*WHAT THE TASK REQUIRES:*
Go through the following data and transcribe exactly the stretch of lines from the one holding "use std::sync::Arc;" to the one holding "use backend::inbound::http::state::HttpState;", both included.

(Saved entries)
★ ★ ★ ★ ★
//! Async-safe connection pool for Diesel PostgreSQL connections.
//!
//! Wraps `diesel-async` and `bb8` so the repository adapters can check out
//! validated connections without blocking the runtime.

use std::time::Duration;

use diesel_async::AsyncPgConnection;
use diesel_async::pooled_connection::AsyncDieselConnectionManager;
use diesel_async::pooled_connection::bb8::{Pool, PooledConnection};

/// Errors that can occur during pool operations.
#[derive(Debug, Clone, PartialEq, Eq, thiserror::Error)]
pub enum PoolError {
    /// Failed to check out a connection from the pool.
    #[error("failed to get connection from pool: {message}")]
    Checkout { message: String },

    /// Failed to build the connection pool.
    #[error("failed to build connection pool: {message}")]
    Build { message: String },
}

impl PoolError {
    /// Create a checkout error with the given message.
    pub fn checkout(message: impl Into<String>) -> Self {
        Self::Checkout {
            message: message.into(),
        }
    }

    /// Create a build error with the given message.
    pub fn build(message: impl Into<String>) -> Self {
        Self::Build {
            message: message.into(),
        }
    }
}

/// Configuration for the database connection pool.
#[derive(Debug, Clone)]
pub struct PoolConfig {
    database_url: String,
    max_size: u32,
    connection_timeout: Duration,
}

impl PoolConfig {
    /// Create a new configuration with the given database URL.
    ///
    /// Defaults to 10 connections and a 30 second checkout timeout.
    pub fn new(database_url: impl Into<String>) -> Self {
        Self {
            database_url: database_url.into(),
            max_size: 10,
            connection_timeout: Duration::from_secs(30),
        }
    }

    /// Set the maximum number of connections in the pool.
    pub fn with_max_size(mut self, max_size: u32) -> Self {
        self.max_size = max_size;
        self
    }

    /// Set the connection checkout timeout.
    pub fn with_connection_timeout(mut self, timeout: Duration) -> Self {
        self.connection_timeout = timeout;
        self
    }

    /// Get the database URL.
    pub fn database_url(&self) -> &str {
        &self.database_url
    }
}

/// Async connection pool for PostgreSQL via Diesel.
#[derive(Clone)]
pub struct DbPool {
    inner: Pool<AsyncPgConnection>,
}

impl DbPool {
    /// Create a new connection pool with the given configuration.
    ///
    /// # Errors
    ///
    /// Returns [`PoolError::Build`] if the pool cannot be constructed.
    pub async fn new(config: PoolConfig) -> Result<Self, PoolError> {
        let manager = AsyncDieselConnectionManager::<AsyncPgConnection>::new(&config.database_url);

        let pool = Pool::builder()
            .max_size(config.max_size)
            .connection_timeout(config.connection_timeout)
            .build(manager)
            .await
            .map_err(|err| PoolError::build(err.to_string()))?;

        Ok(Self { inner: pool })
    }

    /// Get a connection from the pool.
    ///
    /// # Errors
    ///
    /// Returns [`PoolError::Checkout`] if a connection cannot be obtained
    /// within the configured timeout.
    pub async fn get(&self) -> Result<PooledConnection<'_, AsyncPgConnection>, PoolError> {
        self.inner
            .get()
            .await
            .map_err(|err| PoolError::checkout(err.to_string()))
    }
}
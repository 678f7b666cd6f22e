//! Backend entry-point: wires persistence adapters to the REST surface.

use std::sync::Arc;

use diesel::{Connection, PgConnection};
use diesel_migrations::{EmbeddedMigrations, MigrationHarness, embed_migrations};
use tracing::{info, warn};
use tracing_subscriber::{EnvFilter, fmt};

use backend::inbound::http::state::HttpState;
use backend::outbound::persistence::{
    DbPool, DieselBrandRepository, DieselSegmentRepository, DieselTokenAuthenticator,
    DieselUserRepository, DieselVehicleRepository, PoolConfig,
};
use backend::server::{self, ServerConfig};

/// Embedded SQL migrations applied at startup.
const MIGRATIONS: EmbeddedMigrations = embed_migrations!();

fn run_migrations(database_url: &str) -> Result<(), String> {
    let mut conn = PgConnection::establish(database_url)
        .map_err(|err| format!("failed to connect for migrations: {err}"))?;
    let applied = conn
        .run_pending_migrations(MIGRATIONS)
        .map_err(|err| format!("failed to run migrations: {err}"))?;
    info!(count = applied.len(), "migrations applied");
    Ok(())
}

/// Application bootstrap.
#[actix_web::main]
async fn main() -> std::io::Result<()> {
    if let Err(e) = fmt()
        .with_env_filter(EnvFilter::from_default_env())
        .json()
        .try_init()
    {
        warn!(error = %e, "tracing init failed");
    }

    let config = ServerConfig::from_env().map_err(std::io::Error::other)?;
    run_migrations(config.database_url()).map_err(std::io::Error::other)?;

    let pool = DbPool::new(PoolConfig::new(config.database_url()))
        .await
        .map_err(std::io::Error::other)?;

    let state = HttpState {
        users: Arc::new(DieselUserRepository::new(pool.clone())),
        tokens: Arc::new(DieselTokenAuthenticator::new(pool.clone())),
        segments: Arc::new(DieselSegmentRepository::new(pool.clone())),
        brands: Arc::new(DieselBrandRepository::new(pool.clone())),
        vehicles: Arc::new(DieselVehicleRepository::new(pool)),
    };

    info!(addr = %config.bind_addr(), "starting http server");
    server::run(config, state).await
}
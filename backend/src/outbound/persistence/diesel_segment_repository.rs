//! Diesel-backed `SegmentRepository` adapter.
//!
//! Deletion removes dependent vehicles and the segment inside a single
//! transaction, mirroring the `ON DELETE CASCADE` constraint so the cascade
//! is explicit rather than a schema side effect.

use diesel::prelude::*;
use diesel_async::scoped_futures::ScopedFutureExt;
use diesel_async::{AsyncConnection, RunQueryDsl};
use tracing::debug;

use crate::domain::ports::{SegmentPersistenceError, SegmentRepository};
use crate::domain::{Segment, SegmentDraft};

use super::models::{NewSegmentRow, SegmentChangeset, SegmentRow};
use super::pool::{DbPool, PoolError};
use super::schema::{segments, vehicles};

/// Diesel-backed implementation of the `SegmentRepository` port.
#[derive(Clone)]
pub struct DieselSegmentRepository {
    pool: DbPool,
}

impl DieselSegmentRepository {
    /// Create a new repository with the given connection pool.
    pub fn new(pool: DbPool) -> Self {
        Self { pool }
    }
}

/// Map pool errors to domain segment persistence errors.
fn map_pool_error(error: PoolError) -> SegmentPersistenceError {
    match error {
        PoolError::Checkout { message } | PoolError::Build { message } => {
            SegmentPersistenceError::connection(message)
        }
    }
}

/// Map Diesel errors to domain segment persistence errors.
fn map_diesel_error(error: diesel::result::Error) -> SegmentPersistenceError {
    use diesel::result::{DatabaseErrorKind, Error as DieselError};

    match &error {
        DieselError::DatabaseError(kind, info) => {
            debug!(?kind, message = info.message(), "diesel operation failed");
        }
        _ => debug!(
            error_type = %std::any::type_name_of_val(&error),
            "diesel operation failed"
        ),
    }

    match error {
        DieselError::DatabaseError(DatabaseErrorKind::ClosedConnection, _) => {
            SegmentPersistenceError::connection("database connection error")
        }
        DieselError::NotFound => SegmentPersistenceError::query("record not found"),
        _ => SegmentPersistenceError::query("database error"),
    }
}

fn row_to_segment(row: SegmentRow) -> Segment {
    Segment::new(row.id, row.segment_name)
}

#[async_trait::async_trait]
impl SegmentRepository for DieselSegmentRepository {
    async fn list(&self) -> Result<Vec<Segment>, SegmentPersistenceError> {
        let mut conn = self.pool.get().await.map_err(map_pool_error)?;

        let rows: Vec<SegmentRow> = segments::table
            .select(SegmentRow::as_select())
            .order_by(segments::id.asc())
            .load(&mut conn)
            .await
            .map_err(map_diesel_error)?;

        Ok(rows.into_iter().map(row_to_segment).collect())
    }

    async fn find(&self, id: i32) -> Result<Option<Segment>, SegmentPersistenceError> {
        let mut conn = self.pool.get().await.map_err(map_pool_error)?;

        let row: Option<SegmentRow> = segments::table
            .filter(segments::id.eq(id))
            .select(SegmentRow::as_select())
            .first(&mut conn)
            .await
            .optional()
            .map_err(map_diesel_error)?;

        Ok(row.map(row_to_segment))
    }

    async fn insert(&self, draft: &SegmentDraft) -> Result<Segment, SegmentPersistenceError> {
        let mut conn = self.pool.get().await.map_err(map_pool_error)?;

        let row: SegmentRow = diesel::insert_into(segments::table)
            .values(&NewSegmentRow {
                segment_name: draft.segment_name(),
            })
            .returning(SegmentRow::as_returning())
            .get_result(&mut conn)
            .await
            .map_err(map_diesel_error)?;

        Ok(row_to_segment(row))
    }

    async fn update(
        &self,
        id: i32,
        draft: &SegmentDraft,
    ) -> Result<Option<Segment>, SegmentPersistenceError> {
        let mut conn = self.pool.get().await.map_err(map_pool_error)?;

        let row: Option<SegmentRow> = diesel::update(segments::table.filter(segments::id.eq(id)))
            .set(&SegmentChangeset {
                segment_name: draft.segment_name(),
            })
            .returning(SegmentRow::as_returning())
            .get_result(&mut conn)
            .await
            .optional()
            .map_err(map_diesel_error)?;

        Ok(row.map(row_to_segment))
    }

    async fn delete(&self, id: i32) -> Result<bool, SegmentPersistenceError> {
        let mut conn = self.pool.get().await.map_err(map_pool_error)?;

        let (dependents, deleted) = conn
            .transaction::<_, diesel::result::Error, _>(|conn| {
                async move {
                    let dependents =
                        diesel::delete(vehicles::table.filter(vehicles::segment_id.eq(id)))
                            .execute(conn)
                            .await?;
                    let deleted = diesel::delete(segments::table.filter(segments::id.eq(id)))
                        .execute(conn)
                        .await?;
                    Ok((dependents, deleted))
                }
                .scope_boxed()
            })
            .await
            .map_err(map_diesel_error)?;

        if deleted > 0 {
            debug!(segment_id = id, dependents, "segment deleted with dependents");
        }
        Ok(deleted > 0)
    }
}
★ ★ ★ ★ ★
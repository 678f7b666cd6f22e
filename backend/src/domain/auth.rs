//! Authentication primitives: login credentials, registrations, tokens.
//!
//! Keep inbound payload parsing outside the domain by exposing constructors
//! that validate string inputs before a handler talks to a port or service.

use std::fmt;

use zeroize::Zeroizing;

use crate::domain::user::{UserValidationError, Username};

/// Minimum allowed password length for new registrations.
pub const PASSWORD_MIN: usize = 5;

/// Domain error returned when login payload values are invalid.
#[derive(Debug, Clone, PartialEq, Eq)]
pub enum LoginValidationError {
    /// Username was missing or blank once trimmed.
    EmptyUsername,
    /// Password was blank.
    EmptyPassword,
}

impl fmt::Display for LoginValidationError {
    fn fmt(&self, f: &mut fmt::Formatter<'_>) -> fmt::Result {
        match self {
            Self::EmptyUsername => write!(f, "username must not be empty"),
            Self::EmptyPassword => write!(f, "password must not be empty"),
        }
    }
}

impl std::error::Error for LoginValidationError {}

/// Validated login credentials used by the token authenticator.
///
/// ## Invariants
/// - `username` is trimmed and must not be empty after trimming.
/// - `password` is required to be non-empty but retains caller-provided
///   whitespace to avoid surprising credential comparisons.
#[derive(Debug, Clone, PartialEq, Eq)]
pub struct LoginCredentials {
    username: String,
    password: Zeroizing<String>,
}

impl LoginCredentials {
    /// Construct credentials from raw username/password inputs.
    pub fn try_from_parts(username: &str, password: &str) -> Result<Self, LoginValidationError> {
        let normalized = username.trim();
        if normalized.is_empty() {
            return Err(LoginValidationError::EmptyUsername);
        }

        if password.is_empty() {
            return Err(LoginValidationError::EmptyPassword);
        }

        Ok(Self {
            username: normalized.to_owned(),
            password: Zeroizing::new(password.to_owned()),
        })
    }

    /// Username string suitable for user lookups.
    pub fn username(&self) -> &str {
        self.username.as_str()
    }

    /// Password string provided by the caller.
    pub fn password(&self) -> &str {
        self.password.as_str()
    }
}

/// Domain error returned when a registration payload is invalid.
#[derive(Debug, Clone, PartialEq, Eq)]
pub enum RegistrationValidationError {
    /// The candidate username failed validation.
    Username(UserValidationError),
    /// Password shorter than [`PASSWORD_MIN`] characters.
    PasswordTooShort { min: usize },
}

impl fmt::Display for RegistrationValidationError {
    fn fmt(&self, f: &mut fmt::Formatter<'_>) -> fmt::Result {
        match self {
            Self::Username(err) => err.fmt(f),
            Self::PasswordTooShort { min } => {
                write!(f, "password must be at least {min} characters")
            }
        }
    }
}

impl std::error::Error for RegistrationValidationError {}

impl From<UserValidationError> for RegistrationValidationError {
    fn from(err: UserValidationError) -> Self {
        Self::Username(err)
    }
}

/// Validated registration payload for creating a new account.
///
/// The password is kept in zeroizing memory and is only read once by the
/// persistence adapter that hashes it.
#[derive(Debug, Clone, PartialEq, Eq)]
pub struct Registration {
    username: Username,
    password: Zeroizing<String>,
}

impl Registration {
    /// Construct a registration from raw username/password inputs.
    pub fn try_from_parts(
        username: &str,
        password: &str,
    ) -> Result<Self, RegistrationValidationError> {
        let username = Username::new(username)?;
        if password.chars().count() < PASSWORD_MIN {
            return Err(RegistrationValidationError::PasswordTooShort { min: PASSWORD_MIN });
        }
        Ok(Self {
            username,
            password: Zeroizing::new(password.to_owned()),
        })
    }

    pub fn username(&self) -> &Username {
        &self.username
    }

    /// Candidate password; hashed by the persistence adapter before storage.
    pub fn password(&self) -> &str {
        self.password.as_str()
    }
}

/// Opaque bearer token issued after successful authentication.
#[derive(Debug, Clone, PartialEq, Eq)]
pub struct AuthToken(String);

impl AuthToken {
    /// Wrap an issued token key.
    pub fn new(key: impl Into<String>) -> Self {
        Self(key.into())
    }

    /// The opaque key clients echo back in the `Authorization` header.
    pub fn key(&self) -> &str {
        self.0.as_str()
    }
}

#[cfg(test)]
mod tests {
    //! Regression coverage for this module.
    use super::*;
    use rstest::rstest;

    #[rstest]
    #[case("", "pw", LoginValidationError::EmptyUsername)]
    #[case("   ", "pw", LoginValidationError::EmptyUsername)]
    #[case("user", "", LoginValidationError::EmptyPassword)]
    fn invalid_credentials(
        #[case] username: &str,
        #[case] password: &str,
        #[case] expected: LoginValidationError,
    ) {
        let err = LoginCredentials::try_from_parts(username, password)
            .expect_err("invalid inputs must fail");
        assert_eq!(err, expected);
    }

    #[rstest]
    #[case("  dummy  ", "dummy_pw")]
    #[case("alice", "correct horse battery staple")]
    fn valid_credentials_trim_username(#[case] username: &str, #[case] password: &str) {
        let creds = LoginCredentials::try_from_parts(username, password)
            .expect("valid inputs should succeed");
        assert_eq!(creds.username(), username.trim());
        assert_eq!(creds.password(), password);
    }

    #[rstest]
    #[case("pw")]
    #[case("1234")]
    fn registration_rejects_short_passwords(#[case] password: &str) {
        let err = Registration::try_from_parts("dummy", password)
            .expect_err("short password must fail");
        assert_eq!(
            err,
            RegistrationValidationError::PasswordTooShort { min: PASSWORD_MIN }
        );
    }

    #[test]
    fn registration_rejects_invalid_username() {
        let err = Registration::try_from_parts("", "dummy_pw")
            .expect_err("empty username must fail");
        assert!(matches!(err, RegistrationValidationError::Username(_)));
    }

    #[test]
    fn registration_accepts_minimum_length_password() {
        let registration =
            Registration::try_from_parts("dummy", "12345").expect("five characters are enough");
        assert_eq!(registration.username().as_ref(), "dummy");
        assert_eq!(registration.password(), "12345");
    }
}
★ ★ ★ ★ ★
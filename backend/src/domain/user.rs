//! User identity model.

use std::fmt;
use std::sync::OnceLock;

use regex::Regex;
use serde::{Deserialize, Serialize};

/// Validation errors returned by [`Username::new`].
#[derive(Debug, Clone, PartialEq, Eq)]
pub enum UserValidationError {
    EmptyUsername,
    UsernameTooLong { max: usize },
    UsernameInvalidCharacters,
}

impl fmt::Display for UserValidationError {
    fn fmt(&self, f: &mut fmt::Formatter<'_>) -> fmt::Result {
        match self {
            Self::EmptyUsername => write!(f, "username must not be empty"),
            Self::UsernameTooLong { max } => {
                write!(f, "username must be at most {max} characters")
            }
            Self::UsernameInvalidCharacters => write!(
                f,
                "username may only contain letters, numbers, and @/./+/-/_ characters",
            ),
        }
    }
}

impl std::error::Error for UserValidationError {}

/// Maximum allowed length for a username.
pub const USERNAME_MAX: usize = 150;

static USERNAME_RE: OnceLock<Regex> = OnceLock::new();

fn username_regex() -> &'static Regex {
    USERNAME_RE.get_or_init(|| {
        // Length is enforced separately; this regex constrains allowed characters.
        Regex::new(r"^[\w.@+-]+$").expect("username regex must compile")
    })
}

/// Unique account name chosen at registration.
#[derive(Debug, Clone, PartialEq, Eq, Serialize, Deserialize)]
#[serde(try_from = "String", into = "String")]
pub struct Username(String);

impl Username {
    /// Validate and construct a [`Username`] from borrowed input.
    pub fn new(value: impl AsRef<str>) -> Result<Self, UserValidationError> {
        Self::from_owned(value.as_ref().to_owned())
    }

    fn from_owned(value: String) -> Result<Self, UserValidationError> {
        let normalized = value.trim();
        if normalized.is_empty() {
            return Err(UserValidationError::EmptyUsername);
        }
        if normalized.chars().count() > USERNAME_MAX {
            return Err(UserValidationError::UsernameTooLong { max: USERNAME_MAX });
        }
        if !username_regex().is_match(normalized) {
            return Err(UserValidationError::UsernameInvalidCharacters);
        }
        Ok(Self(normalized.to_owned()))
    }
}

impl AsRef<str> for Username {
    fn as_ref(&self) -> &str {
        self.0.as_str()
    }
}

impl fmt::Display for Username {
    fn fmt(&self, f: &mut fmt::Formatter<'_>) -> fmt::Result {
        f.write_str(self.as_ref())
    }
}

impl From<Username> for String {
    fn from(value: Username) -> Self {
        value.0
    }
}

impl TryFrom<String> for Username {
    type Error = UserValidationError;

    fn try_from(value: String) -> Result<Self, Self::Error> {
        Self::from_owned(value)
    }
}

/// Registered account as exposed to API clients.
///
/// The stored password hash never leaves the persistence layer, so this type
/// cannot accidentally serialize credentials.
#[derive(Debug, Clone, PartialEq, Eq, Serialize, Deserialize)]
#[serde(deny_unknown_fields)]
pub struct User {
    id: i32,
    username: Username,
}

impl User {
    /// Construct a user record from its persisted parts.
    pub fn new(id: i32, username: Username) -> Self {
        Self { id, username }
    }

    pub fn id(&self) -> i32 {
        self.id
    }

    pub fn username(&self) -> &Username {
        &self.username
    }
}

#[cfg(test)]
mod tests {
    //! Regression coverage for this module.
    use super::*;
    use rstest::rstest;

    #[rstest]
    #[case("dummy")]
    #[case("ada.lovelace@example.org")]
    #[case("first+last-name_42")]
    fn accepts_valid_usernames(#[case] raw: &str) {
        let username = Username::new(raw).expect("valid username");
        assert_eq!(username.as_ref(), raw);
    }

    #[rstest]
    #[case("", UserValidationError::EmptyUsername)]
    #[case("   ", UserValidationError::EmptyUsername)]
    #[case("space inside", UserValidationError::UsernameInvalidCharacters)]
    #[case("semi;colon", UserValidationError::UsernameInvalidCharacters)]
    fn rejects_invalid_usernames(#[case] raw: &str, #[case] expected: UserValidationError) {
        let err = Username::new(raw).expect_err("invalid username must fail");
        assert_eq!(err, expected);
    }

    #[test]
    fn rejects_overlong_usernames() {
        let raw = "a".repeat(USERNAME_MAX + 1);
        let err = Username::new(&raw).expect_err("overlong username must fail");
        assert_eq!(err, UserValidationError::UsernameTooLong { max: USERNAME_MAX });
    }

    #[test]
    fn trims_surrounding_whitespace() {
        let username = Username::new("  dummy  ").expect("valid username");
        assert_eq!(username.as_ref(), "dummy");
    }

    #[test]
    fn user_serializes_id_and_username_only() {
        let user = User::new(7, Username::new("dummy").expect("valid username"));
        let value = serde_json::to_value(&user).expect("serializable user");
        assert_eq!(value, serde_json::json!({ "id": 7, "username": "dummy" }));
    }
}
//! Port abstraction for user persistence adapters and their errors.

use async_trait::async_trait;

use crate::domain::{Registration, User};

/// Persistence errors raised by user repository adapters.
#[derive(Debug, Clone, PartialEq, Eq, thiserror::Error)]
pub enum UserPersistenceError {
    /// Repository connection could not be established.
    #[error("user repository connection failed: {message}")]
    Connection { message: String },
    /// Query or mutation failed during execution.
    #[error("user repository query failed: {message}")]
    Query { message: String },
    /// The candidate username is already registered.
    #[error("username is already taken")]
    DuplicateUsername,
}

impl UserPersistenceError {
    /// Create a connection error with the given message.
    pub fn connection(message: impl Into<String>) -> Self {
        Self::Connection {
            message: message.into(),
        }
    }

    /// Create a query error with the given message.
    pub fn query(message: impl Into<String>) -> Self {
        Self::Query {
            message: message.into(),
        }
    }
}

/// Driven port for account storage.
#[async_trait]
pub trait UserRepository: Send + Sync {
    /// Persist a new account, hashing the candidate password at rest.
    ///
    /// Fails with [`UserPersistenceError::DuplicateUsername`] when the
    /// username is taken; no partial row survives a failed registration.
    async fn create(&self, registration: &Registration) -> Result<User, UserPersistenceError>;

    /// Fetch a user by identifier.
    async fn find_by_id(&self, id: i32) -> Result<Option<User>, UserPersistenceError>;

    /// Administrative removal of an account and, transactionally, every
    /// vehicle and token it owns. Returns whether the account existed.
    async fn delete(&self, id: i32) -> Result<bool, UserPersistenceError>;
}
★ ★ ★ ★ ★
*RESULT OF THIS TASK:*
use std::sync::Arc;

use diesel::{Connection, PgConnection};
use diesel_migrations::{EmbeddedMigrations, MigrationHarness, embed_migrations};
use tracing::{info, warn};
use tracing_subscriber::{EnvFilter, fmt};

use backend::inbound::http::state::HttpState;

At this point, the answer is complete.